(Records supplied begins)

use std::fmt;
use std::str::FromStr;

use serde::{Deserialize, Serialize};

pub const MIN_TOTAL_PIXELS: u64 = 768 * 768;
pub const MIN_ASPECT_RATIO: f64 = 0.25;
pub const MAX_ASPECT_RATIO: f64 = 4.0;

const T2V_SIZES: &[&str] = &[
    "832*480",
    "480*832",
    "624*624",
    "1280*720",
    "720*1280",
    "960*960",
    "1088*832",
    "832*1088",
    "1920*1080",
    "1080*1920",
    "1440*1440",
    "1632*1248",
    "1248*1632",
];

const I2V_RESOLUTIONS: &[&str] = &["1080P", "720P", "480P"];

const VIDEO_DURATIONS: &[u32] = &[5, 10];

#[derive(Debug, Clone, Copy, PartialEq, Eq, Hash, Serialize, Deserialize)]
#[serde(rename_all = "snake_case")]
pub enum Modality {
    TextToImage,
    ImageToImage,
    TextToVideo,
    ImageToVideo,
}

/// How a modality talks to the vendor.
#[derive(Debug, Clone, Copy, PartialEq, Eq)]
pub enum DispatchKind {
    /// One call, result in the same response.
    Sync,
    /// Submit a task, then poll it until a terminal status.
    Async,
}

/// Which request field carries an enumerated preset, if any.
#[derive(Debug, Clone, Copy, PartialEq, Eq)]
pub enum PresetField {
    Size,
    Resolution,
}

impl PresetField {
    pub fn key(self) -> &'static str {
        match self {
            PresetField::Size => "size",
            PresetField::Resolution => "resolution",
        }
    }
}

#[derive(Debug, Clone, Copy, PartialEq, Eq)]
pub struct PixelBounds {
    pub min_total: u64,
    pub max_total: u64,
}

#[derive(Debug, Clone, Copy, PartialEq)]
pub struct ModalityProfile {
    pub modality: Modality,
    pub model: &'static str,
    pub endpoint: &'static str,
    pub dispatch: DispatchKind,
    /// Bounds for an explicit width/height pair. `None` means explicit sizes are not accepted.
    pub pixel_bounds: Option<PixelBounds>,
    pub preset_field: Option<PresetField>,
    pub presets: &'static [&'static str],
    pub default_preset: Option<&'static str>,
    pub durations: &'static [u32],
    pub min_reference_images: usize,
    pub max_reference_images: usize,
    pub accepts_audio: bool,
    pub filename_prefix: &'static str,
    pub output_subdir: Option<&'static str>,
}

const PROFILES: [ModalityProfile; 4] = [
    ModalityProfile {
        modality: Modality::TextToImage,
        model: "wan2.5-t2i-preview",
        endpoint: "/services/aigc/text2image/image-synthesis",
        dispatch: DispatchKind::Sync,
        pixel_bounds: Some(PixelBounds {
            min_total: MIN_TOTAL_PIXELS,
            max_total: 1440 * 1440,
        }),
        preset_field: None,
        presets: &[],
        default_preset: None,
        durations: &[],
        min_reference_images: 0,
        max_reference_images: 0,
        accepts_audio: false,
        filename_prefix: "wan_t2i",
        output_subdir: None,
    },
    ModalityProfile {
        modality: Modality::ImageToImage,
        model: "wan2.5-i2i-preview",
        endpoint: "/services/aigc/image2image/image-synthesis",
        dispatch: DispatchKind::Sync,
        pixel_bounds: Some(PixelBounds {
            min_total: MIN_TOTAL_PIXELS,
            max_total: 1280 * 1280,
        }),
        preset_field: None,
        presets: &[],
        default_preset: None,
        durations: &[],
        min_reference_images: 1,
        max_reference_images: 3,
        accepts_audio: false,
        filename_prefix: "wan_i2i",
        output_subdir: None,
    },
    ModalityProfile {
        modality: Modality::TextToVideo,
        model: "wan2.5-t2v-preview",
        endpoint: "/services/aigc/video-generation/video-synthesis",
        dispatch: DispatchKind::Async,
        pixel_bounds: None,
        preset_field: Some(PresetField::Size),
        presets: T2V_SIZES,
        default_preset: Some("1280*720"),
        durations: VIDEO_DURATIONS,
        min_reference_images: 0,
        max_reference_images: 0,
        accepts_audio: true,
        filename_prefix: "wan_t2v",
        output_subdir: Some("temp"),
    },
    ModalityProfile {
        modality: Modality::ImageToVideo,
        model: "wan2.5-i2v-preview",
        endpoint: "/services/aigc/video-generation/video-synthesis",
        dispatch: DispatchKind::Async,
        pixel_bounds: None,
        preset_field: Some(PresetField::Resolution),
        presets: I2V_RESOLUTIONS,
        default_preset: Some("1080P"),
        durations: VIDEO_DURATIONS,
        min_reference_images: 1,
        max_reference_images: 1,
        accepts_audio: true,
        filename_prefix: "wan_i2v",
        output_subdir: None,
    },
];

impl Modality {
    pub fn all() -> [Modality; 4] {
        [
            Modality::TextToImage,
            Modality::ImageToImage,
            Modality::TextToVideo,
            Modality::ImageToVideo,
        ]
    }

    pub fn profile(self) -> &'static ModalityProfile {
        let idx = match self {
            Modality::TextToImage => 0,
            Modality::ImageToImage => 1,
            Modality::TextToVideo => 2,
            Modality::ImageToVideo => 3,
        };
        &PROFILES[idx]
    }

    pub fn as_str(self) -> &'static str {
        match self {
            Modality::TextToImage => "t2i",
            Modality::ImageToImage => "i2i",
            Modality::TextToVideo => "t2v",
            Modality::ImageToVideo => "i2v",
        }
    }

    pub fn is_video(self) -> bool {
        self.profile().dispatch == DispatchKind::Async
    }
}

impl fmt::Display for Modality {
    fn fmt(&self, f: &mut fmt::Formatter<'_>) -> fmt::Result {
        f.write_str(self.as_str())
    }
}

impl FromStr for Modality {
    type Err = String;

    fn from_str(raw: &str) -> Result<Self, Self::Err> {
        match raw.trim().to_ascii_lowercase().as_str() {
            "t2i" | "text_to_image" => Ok(Modality::TextToImage),
            "i2i" | "image_to_image" => Ok(Modality::ImageToImage),
            "t2v" | "text_to_video" => Ok(Modality::TextToVideo),
            "i2v" | "image_to_video" => Ok(Modality::ImageToVideo),
            other => Err(format!("Unknown modality '{other}'.")),
        }
    }
}

impl ModalityProfile {
    pub fn accepts_preset(&self, preset: &str) -> bool {
        self.presets.iter().any(|item| *item == preset)
    }

    pub fn accepts_duration(&self, seconds: u32) -> bool {
        self.durations.contains(&seconds)
    }

    pub fn default_duration(&self) -> Option<u32> {
        self.durations.first().copied()
    }
}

(Records supplied ends)

**Directions:**
Return every line from the records above that holds the word "usize".

**Written solution:**
    pub min_reference_images: usize,
    pub max_reference_images: usize,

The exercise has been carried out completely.